Hello all , i'm up in Northeast PA. I'm just getting into keeping bees . Have had an interest in it for many years, decided to give it a go this year . I am right down the road from Mann Lake in Wilkes Barre, PA . 
Over the past few months i've read alot and have been absorbing info from many vids by Michael Bush, Les Crowder and Mike Palmer. I bought one complete Langstroth hive with a few deeps and supers for it . 
It came with plastic frames but I bought empty frames. I've cut up enough wedges to use on them . So far I've also built one Top Bar hive that is 54" long , I ripped bunch of 19" wedged top bars and a 
few extra follower boards to keep it small in the beginning . Also built some swarm boxes that are a just a taller version of the D Coates 5 frame box, the volume came to 1975 cubic inches or 32 liters . 
(I like woodworking)
I have acres of Japanese Knotweed grows behind me, alot of flowering elderberry , but not sure what else is local forage ...so much to learn ! 
Looking forward to spring !


----------



## Jim Hancock (Dec 30, 2016)

Welcome, neighbor!


----------



## AmericasBeekeeper (Jan 24, 2010)

Welcome!


----------



## johnbeejohn (Jun 30, 2013)

Welcome


----------



## BradParadise (Feb 3, 2017)

Welcome to Beesource!
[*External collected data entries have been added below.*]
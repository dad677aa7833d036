pub mod appointments;
pub mod contracts;
pub mod patients;
pub mod reminders;
pub mod reschedule;
pub mod slots;
pub mod templates;

use chrono::NaiveDate;
use serde::Deserialize;

/// `?from=YYYY-MM-DD&to=YYYY-MM-DD`
#[derive(Debug, Clone, Deserialize)]
pub struct RangeQuery {
    pub from: NaiveDate,
    pub to: NaiveDate,
    #[serde(default)]
    pub include_inactive: bool,
}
Plenty to learn here.


----------



## I'llbeedan (Mar 31, 2013)

Welcome. from as far North West Pa. as you can get. but not too far from North East Pa. The town that is. LOL


----------



## SubwayRocket (Feb 8, 2017)

I'llbeedan said:


> Welcome. from as far North West Pa. as you can get. but not too far from North East Pa. The town that is. LOL


Yep , you're definitely in the snow belt there ! I have a cabin north of here, just over the NY border . There is a definite line you cross as you get within 30 miles of the PA/NY border. Snow is always twice as deep and it's always about 10 degrees colder .


----------



## GaryG74 (Apr 9, 2014)

Welcome to Bee Source and good luck with your bees.


----------